Increasing ERP adoption, improving supply chain efficiencies
with SCM, streamlining procurement with e-sourcing, trimming time to market with
PLM and reducing inventories were on the IT palettes of most manufacturers
throughout the year. SAP easily led the ERP bandwagon with maximum following,
though Oracle did not trail by a long distance. SSA Global and Ramco albeit had
lesser presence, though they still managed to garner some fan following amongst
the SMBs.
Enterprise Applications Rule the Roost
SAP was particularly predominant in the automobile and auto ancillaries
sector, both on the ERP and CRM fronts, with star clients like Mahindra, Hero
Honda, Tata Motors, TVS Motors, and Bajaj Auto amongst others. Maruti Udyog was
one notable exception using Oracle ERP and i2 SCM solutions. An interesting
development in recent weeks has been the Oracle acquisition of Siebel CRM-Tata
Motors has been using SAP ERP and Siebel CRM and it would be of particular
significance to see where it goes next. That might impact the future strategies
of many manufacturing companies for their IT adoption.
Procurement was a major focus area for automation by many of the
manufacturing concerns and this naturally resulted in the coming of age of
e-sourcing. The e-sourcing solution market witnessed major consolidation-Ariba
emerged as the numero uno with niche vendors like India Markets and Synise
Technologies too remaining in the fray, while Wipro 01 markets, one of the
erstwhile major players, disappeared from the scene.
|
Dabur saved Rs 2.5 crore with six reverse auction deals, Tata
Motors saved Rs 22 crore on transactions worth Rs 362 crore, while the Kirloskar
group saved Rs 7 crore through reverse auction worth Rs 50 crore. Ashok Leyland
and Crompton Greaves were the other major success stories-Ashok Leyland's
contract with Wipro Infotech involved developing a roadmap for strategic cost
reduction and supplier relationship management; Crompton Greaves not only saved
more than Rs 60 crore through reverse auctions, its CFO personally admitted that
e-sourcing perhaps saved the company from liquidation.

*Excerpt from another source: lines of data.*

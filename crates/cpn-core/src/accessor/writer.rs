use std::sync::atomic::{AtomicBool, Ordering};
use std::sync::Arc;

use chrono::Utc;
use log::debug;
use serde_json::{Map, Value};

use super::claim;
use crate::errors::BindError;
use crate::hashing::hash_bytes;
use crate::model::{lock_record, ArtifactRecord, SharedRecord, Uri, WriteProvenance};
use crate::registry::ArtifactHandler;
use crate::storage::Storage;

/// Writer de un artifact de salida. `write()` puede llamarse una sola vez.
#[derive(Debug)]
pub struct ArtifactWriter {
    name: String,
    uri: Uri,
    /// Posición dentro de un generador; `None` para salidas `single`.
    index: Option<usize>,
    record: SharedRecord,
    handler: Arc<dyn ArtifactHandler>,
    storage: Arc<dyn Storage>,
    consumed: AtomicBool,
}

impl ArtifactWriter {
    pub(crate) fn new(name: &str,
                      uri: Uri,
                      index: Option<usize>,
                      record: SharedRecord,
                      handler: Arc<dyn ArtifactHandler>,
                      storage: Arc<dyn Storage>)
                      -> Self {
        Self { name: name.to_string(),
               uri,
               index,
               record,
               handler,
               storage,
               consumed: AtomicBool::new(false) }
    }

    pub fn name(&self) -> &str {
        &self.name
    }

    pub fn uri(&self) -> &Uri {
        &self.uri
    }

    pub fn index(&self) -> Option<usize> {
        self.index
    }

    pub fn type_name(&self) -> &str {
        self.handler.type_name()
    }

    pub fn is_consumed(&self) -> bool {
        self.consumed.load(Ordering::Acquire)
    }

    pub fn record(&self) -> ArtifactRecord {
        lock_record(&self.record).clone()
    }

    /// Codifica y persiste `payload`. La metadata dada se mergea sobre la del
    /// apply spec (gana la de la escritura) y se añade una entrada de
    /// provenance con hash y tamaño de los bytes escritos.
    pub fn write(&self, payload: &Value, metadata: Option<Map<String, Value>>) -> Result<(), BindError> {
        let uri = self.uri.to_string();
        claim(&self.consumed, &uri)?;
        lock_record(&self.record).consumed = true;

        let bytes = self.handler
                        .encode(payload)
                        .map_err(|source| BindError::ResourceWriteError { uri: uri.clone(),
                                                                          source })?;
        self.storage
            .write(&self.uri, &bytes)
            .map_err(|source| BindError::ResourceWriteError { uri: uri.clone(),
                                                              source })?;

        let provenance = WriteProvenance { created_time: Utc::now(),
                                           file_format: self.handler.file_format().to_string(),
                                           content_hash: hash_bytes(&bytes),
                                           size: bytes.len() };
        let mut record = lock_record(&self.record);
        if let Some(extra) = metadata {
            record.metadata.metadata.extend(extra);
        }
        record.metadata.writes.push(provenance);
        debug!("wrote `{}` to {uri} ({} bytes)", self.name, bytes.len());
        Ok(())
    }
}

It was often not only piecemeal ERP or e-sourcing, but in many
cases the organizations went for total enterprise application suite. Oracle's
e-biz suite involving Oracle Balanced Scorecard, Enterprise Asset Management,
Financials, HRMS, Manufacturing, Sales, Services and SCM helped Laxmi Machine
Works ramp up revenues by 20%. LML, Agro Tech Foods and Triveni Turbines too
benefited from enterprise application suites.
PLM Reduces Design Time
Investments in PLM solutions helped manufacturers reduce product design
cycle time by enabling collaboration in real time. PLM brought about a complete
transformation in some heavy manufacturing outfits like Larsen & Toubro's
LTM Business Unit at Chennai, BHEL in Hardwar and BEL in Bangalore. BEL has been
able to reduce the average time for approving engineering designs from 40 days
to just six and a change request for drawing from 60 to 20.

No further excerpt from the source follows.